If you could rebuild a city from scratch - spectre
http://www.elevatedgardencity.com/

======
electromagnetic
This is a rather poor proposal. I mean it doesn't even attempt a modicum of
non-bias as it doesn't even include a "disadvantages" section, which most
notably holds: any leak in the membrane between soil and concrete can
significantly reduce the longevity of the roofing structure, meaning property
managers will inevitably be facing leakages below the top level - thus meaning
the property managers would face significant problems attracting doctors
offices, medical clinics and even food services places as any serious leak
would be cause for closure and could incur serious expense for the property
owner when they'll inevitably have to pay for lost income.

While I think this is a great idea, I'm doubtful that the advantages
significantly outweigh the disadvantages.

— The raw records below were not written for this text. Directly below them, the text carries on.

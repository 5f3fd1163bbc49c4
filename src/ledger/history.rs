use anyhow::{bail, Context, Result};
use chrono::NaiveDate;
use serde::Serialize;
use std::cmp::Ordering;
use std::str::FromStr;

use super::types::EmissionRecord;

#[derive(Debug, Clone, Copy, PartialEq, Eq, Default)]
pub enum SortKey {
    #[default]
    Date,
    Emission,
    Cost,
    Category,
}

#[derive(Debug, Clone, Copy, PartialEq, Eq, Default)]
pub enum SortOrder {
    Asc,
    #[default]
    Desc,
}

/// Search, filter and sort settings for browsing ledger records.
///
/// The default query keeps everything, newest date first.
#[derive(Debug, Clone, Default)]
pub struct HistoryQuery {
    /// Case-insensitive substring matched against item and category
    pub search: Option<String>,
    /// Category label to keep; "all" disables the filter
    pub category: Option<String>,
    /// Keep only records dated on or after this day
    pub since: Option<NaiveDate>,
    pub sort_by: SortKey,
    pub order: SortOrder,
}

/// Totals over a filtered set of records
#[derive(Debug, Clone, PartialEq, Serialize)]
pub struct HistorySummary {
    pub count: usize,
    pub total_emission: f64,
    pub total_cost: f64,
}

impl FromStr for SortKey {
    type Err = anyhow::Error;

    fn from_str(s: &str) -> Result<Self> {
        match s.trim().to_ascii_lowercase().as_str() {
            "date" => Ok(SortKey::Date),
            "emission" => Ok(SortKey::Emission),
            "cost" => Ok(SortKey::Cost),
            "category" => Ok(SortKey::Category),
            other => bail!(
                "Invalid sort key '{}' (expected date, emission, cost or category)",
                other
            ),
        }
    }
}

impl HistoryQuery {
    /// Set `since` to `today` minus a human-readable duration such as "7d" or "2weeks".
    pub fn since_duration(mut self, today: NaiveDate, window: &str) -> Result<Self> {
        let duration = humantime::parse_duration(window.trim())
            .with_context(|| format!("Invalid time window '{}'", window))?;
        let duration = chrono::Duration::from_std(duration)
            .with_context(|| format!("Time window '{}' is too large", window))?;
        let since = today
            .checked_sub_signed(duration)
            .with_context(|| format!("Time window '{}' is too large", window))?;
        self.since = Some(since);
        Ok(self)
    }

    /// Filtered and sorted view of `records`
    pub fn apply<'a>(&self, records: &'a [EmissionRecord]) -> Vec<&'a EmissionRecord> {
        let search = self
            .search
            .as_deref()
            .map(str::trim)
            .filter(|s| !s.is_empty())
            .map(str::to_lowercase);
        let category = self
            .category
            .as_deref()
            .map(str::trim)
            .filter(|c| !c.is_empty() && !c.eq_ignore_ascii_case("all"));

        let mut matched: Vec<&EmissionRecord> = records
            .iter()
            .filter(|r| match &search {
                Some(term) => {
                    r.item.to_lowercase().contains(term)
                        || r.category.to_lowercase().contains(term)
                }
                None => true,
            })
            .filter(|r| match category {
                Some(c) => r.category.eq_ignore_ascii_case(c),
                None => true,
            })
            .filter(|r| match self.since {
                Some(since) => r.date >= since,
                None => true,
            })
            .collect();

        matched.sort_by(|a, b| {
            let ordering = compare(a, b, self.sort_by);
            match self.order {
                SortOrder::Asc => ordering,
                SortOrder::Desc => ordering.reverse(),
            }
        });

        matched
    }
}

fn compare(a: &EmissionRecord, b: &EmissionRecord, key: SortKey) -> Ordering {
    match key {
        SortKey::Date => a.date.cmp(&b.date),
        SortKey::Emission => a
            .emission
            .partial_cmp(&b.emission)
            .unwrap_or(Ordering::Equal),
        SortKey::Cost => a
            .cost_or_zero()
            .partial_cmp(&b.cost_or_zero())
            .unwrap_or(Ordering::Equal),
        SortKey::Category => a.category.cmp(&b.category),
    }
}

/// Count and sum a set of records
pub fn summarize(records: &[&EmissionRecord]) -> HistorySummary {
    HistorySummary {
        count: records.len(),
        total_emission: records.iter().map(|r| r.emission).sum(),
        total_cost: records.iter().map(|r| r.cost_or_zero()).sum(),
    }
}

#[cfg(test)]
mod tests {
    use super::*;

    fn record(
        id: u64,
        day: u32,
        category: &str,
        item: &str,
        emission: f64,
        cost: Option<f64>,
    ) -> EmissionRecord {
        EmissionRecord {
            id,
            date: NaiveDate::from_ymd_opt(2025, 1, day).unwrap(),
            category: category.to_string(),
            item: item.to_string(),
            emission,
            cost,
        }
    }

    fn sample_records() -> Vec<EmissionRecord> {
        vec![
            record(1, 14, "Transport", "Car Journey - 15km", 3.2, Some(5.5)),
            record(2, 14, "Electricity", "Home Usage - 12kWh", 5.4, Some(15.2)),
            record(3, 13, "Food", "Beef Meal", 8.1, Some(12.0)),
            record(4, 10, "Shopping", "Online Purchase", 2.3, None),
        ]
    }

    fn ids(records: &[&EmissionRecord]) -> Vec<u64> {
        records.iter().map(|r| r.id).collect()
    }

    #[test]
    fn test_default_query_sorts_newest_first() {
        let records = sample_records();
        let result = HistoryQuery::default().apply(&records);
        assert_eq!(result.len(), 4);
        assert_eq!(result[3].id, 4);
        // Same-day records keep their relative order under a stable sort
        assert_eq!(ids(&result[..2]), vec![1, 2]);
    }

    #[test]
    fn test_search_matches_item_and_category() {
        let records = sample_records();
        let query = HistoryQuery {
            search: Some("BEEF".to_string()),
            ..Default::default()
        };
        assert_eq!(ids(&query.apply(&records)), vec![3]);

        let query = HistoryQuery {
            search: Some("electric".to_string()),
            ..Default::default()
        };
        assert_eq!(ids(&query.apply(&records)), vec![2]);
    }

    #[test]
    fn test_category_filter() {
        let records = sample_records();
        let query = HistoryQuery {
            category: Some("food".to_string()),
            ..Default::default()
        };
        assert_eq!(ids(&query.apply(&records)), vec![3]);

        let query = HistoryQuery {
            category: Some("all".to_string()),
            ..Default::default()
        };
        assert_eq!(query.apply(&records).len(), 4);
    }

    #[test]
    fn test_sort_by_emission_ascending() {
        let records = sample_records();
        let query = HistoryQuery {
            sort_by: SortKey::Emission,
            order: SortOrder::Asc,
            ..Default::default()
        };
        assert_eq!(ids(&query.apply(&records)), vec![4, 1, 2, 3]);
    }

    #[test]
    fn test_sort_by_cost_treats_missing_as_zero() {
        let records = sample_records();
        let query = HistoryQuery {
            sort_by: SortKey::Cost,
            order: SortOrder::Desc,
            ..Default::default()
        };
        assert_eq!(ids(&query.apply(&records)), vec![2, 3, 1, 4]);
    }

    #[test]
    fn test_sort_by_category() {
        let records = sample_records();
        let query = HistoryQuery {
            sort_by: SortKey::Category,
            order: SortOrder::Asc,
            ..Default::default()
        };
        assert_eq!(ids(&query.apply(&records)), vec![2, 3, 4, 1]);
    }

    #[test]
    fn test_since_duration() {
        let records = sample_records();
        let today = NaiveDate::from_ymd_opt(2025, 1, 15).unwrap();
        let query = HistoryQuery::default().since_duration(today, "2d").unwrap();
        assert_eq!(query.since, NaiveDate::from_ymd_opt(2025, 1, 13));
        assert_eq!(ids(&query.apply(&records)), vec![1, 2, 3]);
    }

    #[test]
    fn test_since_duration_invalid() {
        let today = NaiveDate::from_ymd_opt(2025, 1, 15).unwrap();
        assert!(HistoryQuery::default().since_duration(today, "soon").is_err());
    }

    #[test]
    fn test_summarize() {
        let records = sample_records();
        let query = HistoryQuery {
            search: Some("o".to_string()),
            ..Default::default()
        };
        let matched = query.apply(&records);
        let summary = summarize(&matched);
        assert_eq!(summary.count, matched.len());

        let all: Vec<&EmissionRecord> = records.iter().collect();
        let summary = summarize(&all);
        assert_eq!(summary.count, 4);
        assert!((summary.total_emission - 19.0).abs() < 1e-9);
        assert!((summary.total_cost - 32.7).abs() < 1e-9);
    }

    #[test]
    fn test_parse_sort_key() {
        assert_eq!("Emission".parse::<SortKey>().unwrap(), SortKey::Emission);
        assert!("size".parse::<SortKey>().is_err());
    }
}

Another notable disadvantage is that if you plan on growing anything more than
grass and flowers AKA a tree, you're going to need significant soil depth in
areas. This means that the building is going to have to cope with not only
soil weight but of the soil becoming super-saturated with water. The drainage
of the soil so as to avert too much water sitting in the soil. So on and so
forth. Adding hundreds of tons of soil and water onto the roof of your
building is going to put excessive demands in place and sky-rocket
construction costs in your urban core. Given that many cities have a problem
keeping businesses in their urban core, I don't see how making it more
expensive for them would be beneficial.

------
mmcconnell1618
Speaking of earthquakes... How would an entire city react when it's tied
together like on giant building? My guess is the legal aspects alone of
determining cause of damage would prevent this type of city-wide design.